**EXERCISE PROMPT**
Which lines below include the string "TwoPair"? Please show each one.

======== INPUT

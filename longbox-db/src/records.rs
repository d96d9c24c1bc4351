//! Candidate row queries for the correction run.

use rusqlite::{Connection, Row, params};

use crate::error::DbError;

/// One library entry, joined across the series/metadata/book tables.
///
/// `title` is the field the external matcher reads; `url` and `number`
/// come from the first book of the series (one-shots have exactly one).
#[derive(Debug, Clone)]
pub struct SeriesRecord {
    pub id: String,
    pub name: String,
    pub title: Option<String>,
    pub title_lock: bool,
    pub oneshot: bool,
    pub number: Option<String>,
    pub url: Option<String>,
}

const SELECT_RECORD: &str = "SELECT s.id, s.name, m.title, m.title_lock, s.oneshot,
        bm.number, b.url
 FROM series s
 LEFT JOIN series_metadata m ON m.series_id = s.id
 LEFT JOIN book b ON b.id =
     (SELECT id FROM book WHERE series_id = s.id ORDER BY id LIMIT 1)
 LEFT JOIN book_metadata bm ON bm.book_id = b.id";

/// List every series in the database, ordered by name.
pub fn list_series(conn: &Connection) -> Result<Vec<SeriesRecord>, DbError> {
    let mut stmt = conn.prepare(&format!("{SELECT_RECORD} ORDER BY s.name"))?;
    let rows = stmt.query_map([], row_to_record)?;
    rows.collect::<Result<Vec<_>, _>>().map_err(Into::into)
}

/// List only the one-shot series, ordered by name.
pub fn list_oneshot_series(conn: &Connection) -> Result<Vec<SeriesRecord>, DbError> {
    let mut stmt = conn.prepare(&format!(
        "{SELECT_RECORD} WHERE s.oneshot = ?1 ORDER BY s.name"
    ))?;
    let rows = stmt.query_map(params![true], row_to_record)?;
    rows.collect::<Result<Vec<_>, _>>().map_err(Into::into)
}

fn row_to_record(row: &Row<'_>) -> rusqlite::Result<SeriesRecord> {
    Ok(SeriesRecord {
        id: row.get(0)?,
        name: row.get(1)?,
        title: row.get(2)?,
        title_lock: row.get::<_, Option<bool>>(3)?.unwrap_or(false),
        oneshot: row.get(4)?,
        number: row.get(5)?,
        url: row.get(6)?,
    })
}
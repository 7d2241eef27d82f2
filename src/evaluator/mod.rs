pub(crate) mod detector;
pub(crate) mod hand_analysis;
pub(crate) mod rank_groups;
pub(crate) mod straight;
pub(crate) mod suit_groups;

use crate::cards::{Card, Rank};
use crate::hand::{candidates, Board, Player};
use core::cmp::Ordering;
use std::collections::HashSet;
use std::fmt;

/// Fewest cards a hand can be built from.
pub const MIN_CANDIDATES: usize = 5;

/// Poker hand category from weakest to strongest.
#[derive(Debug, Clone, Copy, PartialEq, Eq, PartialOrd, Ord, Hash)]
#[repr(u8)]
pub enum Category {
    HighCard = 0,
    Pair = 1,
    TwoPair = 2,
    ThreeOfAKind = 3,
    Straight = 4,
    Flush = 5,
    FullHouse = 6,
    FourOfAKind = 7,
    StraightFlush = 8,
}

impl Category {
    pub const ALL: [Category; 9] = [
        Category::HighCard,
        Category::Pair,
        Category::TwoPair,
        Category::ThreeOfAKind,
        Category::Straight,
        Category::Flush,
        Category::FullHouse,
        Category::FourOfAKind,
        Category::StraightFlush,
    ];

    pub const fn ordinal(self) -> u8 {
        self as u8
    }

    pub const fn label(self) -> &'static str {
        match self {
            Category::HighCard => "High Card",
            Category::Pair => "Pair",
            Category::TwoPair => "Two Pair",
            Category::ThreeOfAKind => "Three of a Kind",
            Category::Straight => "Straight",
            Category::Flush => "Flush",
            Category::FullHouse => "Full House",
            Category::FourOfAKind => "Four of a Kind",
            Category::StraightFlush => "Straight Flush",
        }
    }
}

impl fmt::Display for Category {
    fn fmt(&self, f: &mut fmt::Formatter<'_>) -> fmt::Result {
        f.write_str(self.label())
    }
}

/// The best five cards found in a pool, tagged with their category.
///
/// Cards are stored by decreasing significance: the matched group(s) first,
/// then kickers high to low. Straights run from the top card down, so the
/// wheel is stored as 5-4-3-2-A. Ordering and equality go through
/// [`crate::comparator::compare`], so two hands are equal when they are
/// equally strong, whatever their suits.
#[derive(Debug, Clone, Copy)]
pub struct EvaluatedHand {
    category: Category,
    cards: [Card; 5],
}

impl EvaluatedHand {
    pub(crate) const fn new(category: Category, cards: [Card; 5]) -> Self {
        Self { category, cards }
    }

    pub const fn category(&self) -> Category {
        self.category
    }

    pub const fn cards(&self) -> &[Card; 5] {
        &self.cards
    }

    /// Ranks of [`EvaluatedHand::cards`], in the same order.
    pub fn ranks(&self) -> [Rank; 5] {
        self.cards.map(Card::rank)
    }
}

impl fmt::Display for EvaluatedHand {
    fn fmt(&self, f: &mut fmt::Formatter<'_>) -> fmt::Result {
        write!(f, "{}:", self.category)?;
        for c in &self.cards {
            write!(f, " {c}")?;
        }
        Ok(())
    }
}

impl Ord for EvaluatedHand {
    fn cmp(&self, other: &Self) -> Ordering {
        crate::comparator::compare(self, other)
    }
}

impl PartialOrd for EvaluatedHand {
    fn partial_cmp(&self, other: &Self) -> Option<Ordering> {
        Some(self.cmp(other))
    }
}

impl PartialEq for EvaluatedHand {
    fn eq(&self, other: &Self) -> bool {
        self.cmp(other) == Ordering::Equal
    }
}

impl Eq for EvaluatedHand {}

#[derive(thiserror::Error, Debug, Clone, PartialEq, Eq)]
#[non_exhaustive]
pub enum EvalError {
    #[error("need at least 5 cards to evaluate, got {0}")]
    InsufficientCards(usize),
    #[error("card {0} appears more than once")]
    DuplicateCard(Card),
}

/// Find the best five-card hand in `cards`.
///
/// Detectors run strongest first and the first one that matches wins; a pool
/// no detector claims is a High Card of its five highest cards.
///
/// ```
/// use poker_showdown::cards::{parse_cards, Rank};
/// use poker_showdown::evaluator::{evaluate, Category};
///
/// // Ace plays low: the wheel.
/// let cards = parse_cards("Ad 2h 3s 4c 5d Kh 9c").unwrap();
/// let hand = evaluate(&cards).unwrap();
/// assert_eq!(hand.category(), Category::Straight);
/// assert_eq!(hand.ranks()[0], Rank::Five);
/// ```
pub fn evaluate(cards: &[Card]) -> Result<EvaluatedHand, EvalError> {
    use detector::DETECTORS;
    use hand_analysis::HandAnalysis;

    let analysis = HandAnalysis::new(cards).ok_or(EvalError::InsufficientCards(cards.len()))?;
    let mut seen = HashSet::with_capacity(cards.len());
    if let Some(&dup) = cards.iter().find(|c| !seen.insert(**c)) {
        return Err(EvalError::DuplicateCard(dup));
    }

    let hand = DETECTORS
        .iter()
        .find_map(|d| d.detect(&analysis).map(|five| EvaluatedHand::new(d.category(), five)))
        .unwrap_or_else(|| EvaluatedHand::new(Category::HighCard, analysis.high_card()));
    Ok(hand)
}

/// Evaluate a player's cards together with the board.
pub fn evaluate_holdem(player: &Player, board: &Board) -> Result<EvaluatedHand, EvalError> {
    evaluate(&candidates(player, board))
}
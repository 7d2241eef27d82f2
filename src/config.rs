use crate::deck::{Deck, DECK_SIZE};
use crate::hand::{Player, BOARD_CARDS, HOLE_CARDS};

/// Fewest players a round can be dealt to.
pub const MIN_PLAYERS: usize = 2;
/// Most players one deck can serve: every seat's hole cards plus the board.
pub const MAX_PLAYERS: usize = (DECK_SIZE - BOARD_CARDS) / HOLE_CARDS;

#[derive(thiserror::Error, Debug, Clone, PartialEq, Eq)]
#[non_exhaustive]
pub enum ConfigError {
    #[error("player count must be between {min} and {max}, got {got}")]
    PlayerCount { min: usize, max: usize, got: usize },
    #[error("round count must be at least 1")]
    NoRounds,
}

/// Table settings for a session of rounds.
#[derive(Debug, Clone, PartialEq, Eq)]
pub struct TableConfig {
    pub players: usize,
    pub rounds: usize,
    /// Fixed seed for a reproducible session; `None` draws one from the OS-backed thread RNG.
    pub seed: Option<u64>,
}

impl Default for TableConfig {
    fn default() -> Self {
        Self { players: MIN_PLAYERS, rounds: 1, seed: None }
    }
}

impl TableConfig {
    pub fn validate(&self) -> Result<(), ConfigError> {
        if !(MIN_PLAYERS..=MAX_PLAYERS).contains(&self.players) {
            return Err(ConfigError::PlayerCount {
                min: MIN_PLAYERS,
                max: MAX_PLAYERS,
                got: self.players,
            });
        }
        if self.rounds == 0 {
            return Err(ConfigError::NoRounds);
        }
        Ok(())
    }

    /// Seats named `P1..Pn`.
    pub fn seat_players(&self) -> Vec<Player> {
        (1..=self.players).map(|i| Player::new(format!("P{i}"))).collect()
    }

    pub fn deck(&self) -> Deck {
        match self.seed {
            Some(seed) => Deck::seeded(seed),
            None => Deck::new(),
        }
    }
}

================

**ANSWER BOX**
    TwoPair = 2,
        Category::TwoPair,
            Category::TwoPair => "Two Pair",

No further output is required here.